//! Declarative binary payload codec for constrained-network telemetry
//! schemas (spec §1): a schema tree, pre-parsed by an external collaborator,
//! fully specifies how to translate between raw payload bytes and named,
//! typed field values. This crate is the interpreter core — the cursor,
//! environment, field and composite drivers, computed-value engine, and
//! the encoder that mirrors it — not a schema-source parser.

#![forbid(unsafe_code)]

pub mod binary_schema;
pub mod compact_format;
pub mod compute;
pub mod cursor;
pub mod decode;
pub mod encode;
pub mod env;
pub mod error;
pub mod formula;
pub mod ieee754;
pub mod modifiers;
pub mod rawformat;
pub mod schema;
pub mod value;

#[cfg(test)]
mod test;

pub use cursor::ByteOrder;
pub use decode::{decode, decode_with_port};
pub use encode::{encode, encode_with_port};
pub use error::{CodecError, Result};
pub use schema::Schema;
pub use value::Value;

———

■ Problem requirements: Which lines run from the one containing "pub mod modifiers;" to the end of the data? Output them exactly, with nothing added.

■ Response below:
pub mod modifiers;
pub mod rawformat;
pub mod schema;
pub mod value;

#[cfg(test)]
mod test;

pub use cursor::ByteOrder;
pub use decode::{decode, decode_with_port};
pub use encode::{encode, encode_with_port};
pub use error::{CodecError, Result};
pub use schema::Schema;
pub use value::Value;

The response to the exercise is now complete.